# [DESCRIPTION OF THE TASK]
Pick out each line below containing "returning".

(Stored items)
_ _ _ _ _

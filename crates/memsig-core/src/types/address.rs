//! Memory address type.

use std::fmt;
use std::ops::{Add, Sub};

/// Strongly typed address in the target process
///
/// Wraps a `u64` so that addresses cannot be confused with lengths or
/// offsets inside a buffer. Arithmetic through `+`/`-` wraps, matching the
/// way the target's pointer arithmetic behaves; use the checked variants
/// when overflow must be detected.
///
/// ## Example
///
/// ```rust
/// use memsig_core::types::Address;
///
/// let addr = Address::from(0x1000);
/// let next = addr + 0x100;
/// assert_eq!(next.value(), 0x1100);
/// assert_eq!(addr.offset(-0x10), Address::new(0xff0));
/// ```
#[derive(Debug, Default, Clone, Copy, PartialEq, Eq, PartialOrd, Ord, Hash)]
pub struct Address(u64);

impl Address
{
    /// The null address, also used to mark an unresolved segment.
    pub const ZERO: Self = Address(0);

    /// Create a new address from a `u64` value (usable in const contexts)
    pub const fn new(value: u64) -> Self
    {
        Address(value)
    }

    /// Get the raw `u64` value of this address
    pub const fn value(self) -> u64
    {
        self.0
    }

    /// Whether this is the null address
    pub const fn is_null(self) -> bool
    {
        self.0 == 0
    }

    /// Add an offset, returning `None` on overflow
    pub fn checked_add(self, offset: u64) -> Option<Self>
    {
        self.0.checked_add(offset).map(Address)
    }

    /// Subtract an offset, returning `None` on underflow
    pub fn checked_sub(self, offset: u64) -> Option<Self>
    {
        self.0.checked_sub(offset).map(Address)
    }

    /// Apply a signed displacement with two's-complement wrapping
    ///
    /// Offset chains carry signed 32-bit entries; this is how they are
    /// applied to a base address.
    #[must_use]
    pub fn offset(self, delta: i64) -> Self
    {
        Address(self.0.wrapping_add_signed(delta))
    }
}

impl From<u64> for Address
{
    fn from(value: u64) -> Self
    {
        Address(value)
    }
}

impl From<Address> for u64
{
    fn from(address: Address) -> Self
    {
        address.0
    }
}

impl fmt::Display for Address
{
    fn fmt(&self, f: &mut fmt::Formatter<'_>) -> fmt::Result
    {
        write!(f, "0x{:016x}", self.0)
    }
}

impl fmt::UpperHex for Address
{
    fn fmt(&self, f: &mut fmt::Formatter<'_>) -> fmt::Result
    {
        fmt::UpperHex::fmt(&self.0, f)
    }
}

impl fmt::LowerHex for Address
{
    fn fmt(&self, f: &mut fmt::Formatter<'_>) -> fmt::Result
    {
        fmt::LowerHex::fmt(&self.0, f)
    }
}

impl Add<u64> for Address
{
    type Output = Address;

    fn add(self, rhs: u64) -> Self::Output
    {
        Address(self.0.wrapping_add(rhs))
    }
}

impl Sub<u64> for Address
{
    type Output = Address;

    fn sub(self, rhs: u64) -> Self::Output
    {
        Address(self.0.wrapping_sub(rhs))
    }
}

impl Sub<Address> for Address
{
    type Output = u64;

    fn sub(self, rhs: Address) -> Self::Output
    {
        self.0.wrapping_sub(rhs.0)
    }
}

_ _ _ _ _

# [FINISHED TASK]
    /// Add an offset, returning `None` on overflow
    /// Subtract an offset, returning `None` on underflow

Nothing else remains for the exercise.